-- PROBLEM --
Reproduce every record precisely, leaving no line out.

■ ■ ■

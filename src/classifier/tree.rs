//! Single decision tree in array representation.
//!
//! Node `0` is the root.  A split sends the sample left when
//! `x[feature] <= threshold`, right otherwise.

use serde::Deserialize;

use crate::error::ClassifierError;
use crate::telemetry::Features;

/// Highest class label the controller understands.
pub const MAX_CLASS: u8 = 2;

#[derive(Debug, Clone, PartialEq, Deserialize)]
#[serde(untagged)]
pub enum Node {
    Split {
        feature: usize,
        threshold: f32,
        left: usize,
        right: usize,
    },
    Leaf {
        class: u8,
    },
}

#[derive(Debug, Clone, PartialEq, Deserialize)]
pub struct DecisionTree {
    pub nodes: Vec<Node>,
}

impl DecisionTree {
    /// Structural checks run once at load time.
    ///
    /// Children must point strictly forward and stay in range, so every
    /// traversal terminates in at most `nodes.len()` steps.
    pub fn validate(&self) -> Result<(), ClassifierError> {
        if self.nodes.is_empty() {
            return Err(ClassifierError::ArtifactInvalid("tree has no nodes".into()));
        }
        let len = self.nodes.len();
        for (i, node) in self.nodes.iter().enumerate() {
            match *node {
                Node::Split {
                    feature,
                    threshold,
                    left,
                    right,
                } => {
                    if feature >= Features::COUNT {
                        return Err(ClassifierError::ArtifactInvalid(format!(
                            "node {i}: feature index {feature} out of range"
                        )));
                    }
                    if !threshold.is_finite() {
                        return Err(ClassifierError::ArtifactInvalid(format!(
                            "node {i}: non-finite threshold"
                        )));
                    }
                    for child in [left, right] {
                        if child <= i || child >= len {
                            return Err(ClassifierError::ArtifactInvalid(format!(
                                "node {i}: child {child} not in ({i}, {len})"
                            )));
                        }
                    }
                }
                Node::Leaf { class } => {
                    if class > MAX_CLASS {
                        return Err(ClassifierError::ArtifactInvalid(format!(
                            "node {i}: class {class} > {MAX_CLASS}"
                        )));
                    }
                }
            }
        }
        Ok(())
    }

    /// Walk from the root to a leaf.  Assumes [`validate`](Self::validate)
    /// passed.
    pub fn predict(&self, x: &[f32; Features::COUNT]) -> Result<u8, ClassifierError> {
        let mut index = 0;
        loop {
            match self.nodes.get(index) {
                Some(Node::Leaf { class }) => return Ok(*class),
                Some(Node::Split {
                    feature,
                    threshold,
                    left,
                    right,
                }) => {
                    let value = x
                        .get(*feature)
                        .ok_or_else(|| ClassifierError::ArtifactInvalid("feature index".into()))?;
                    index = if *value <= *threshold { *left } else { *right };
                }
                None => {
                    return Err(ClassifierError::ArtifactInvalid(format!(
                        "dangling node index {index}"
                    )));
                }
            }
        }
    }
}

■ ■ ■

-- RESULT FOR THIS EXERCISE --
filename src/classifier/tree.rs
//! Single decision tree in array representation.
//!
//! Node `0` is the root.  A split sends the sample left when
//! `x[feature] <= threshold`, right otherwise.

use serde::Deserialize;

use crate::error::ClassifierError;
use crate::telemetry::Features;

/// Highest class label the controller understands.
pub const MAX_CLASS: u8 = 2;

#[derive(Debug, Clone, PartialEq, Deserialize)]
#[serde(untagged)]
pub enum Node {
    Split {
        feature: usize,
        threshold: f32,
        left: usize,
        right: usize,
    },
    Leaf {
        class: u8,
    },
}

#[derive(Debug, Clone, PartialEq, Deserialize)]
pub struct DecisionTree {
    pub nodes: Vec<Node>,
}

impl DecisionTree {
    /// Structural checks run once at load time.
    ///
    /// Children must point strictly forward and stay in range, so every
    /// traversal terminates in at most `nodes.len()` steps.
    pub fn validate(&self) -> Result<(), ClassifierError> {
        if self.nodes.is_empty() {
            return Err(ClassifierError::ArtifactInvalid("tree has no nodes".into()));
        }
        let len = self.nodes.len();
        for (i, node) in self.nodes.iter().enumerate() {
            match *node {
                Node::Split {
                    feature,
                    threshold,
                    left,
                    right,
                } => {
                    if feature >= Features::COUNT {
                        return Err(ClassifierError::ArtifactInvalid(format!(
                            "node {i}: feature index {feature} out of range"
                        )));
                    }
                    if !threshold.is_finite() {
                        return Err(ClassifierError::ArtifactInvalid(format!(
                            "node {i}: non-finite threshold"
                        )));
                    }
                    for child in [left, right] {
                        if child <= i || child >= len {
                            return Err(ClassifierError::ArtifactInvalid(format!(
                                "node {i}: child {child} not in ({i}, {len})"
                            )));
                        }
                    }
                }
                Node::Leaf { class } => {
                    if class > MAX_CLASS {
                        return Err(ClassifierError::ArtifactInvalid(format!(
                            "node {i}: class {class} > {MAX_CLASS}"
                        )));
                    }
                }
            }
        }
        Ok(())
    }

    /// Walk from the root to a leaf.  Assumes [`validate`](Self::validate)
    /// passed.
    pub fn predict(&self, x: &[f32; Features::COUNT]) -> Result<u8, ClassifierError> {
        let mut index = 0;
        loop {
            match self.nodes.get(index) {
                Some(Node::Leaf { class }) => return Ok(*class),
                Some(Node::Split {
                    feature,
                    threshold,
                    left,
                    right,
                }) => {
                    let value = x
                        .get(*feature)
                        .ok_or_else(|| ClassifierError::ArtifactInvalid("feature index".into()))?;
                    index = if *value <= *threshold { *left } else { *right };
                }
                None => {
                    return Err(ClassifierError::ArtifactInvalid(format!(
                        "dangling node index {index}"
                    )));
                }
            }
        }
    }
}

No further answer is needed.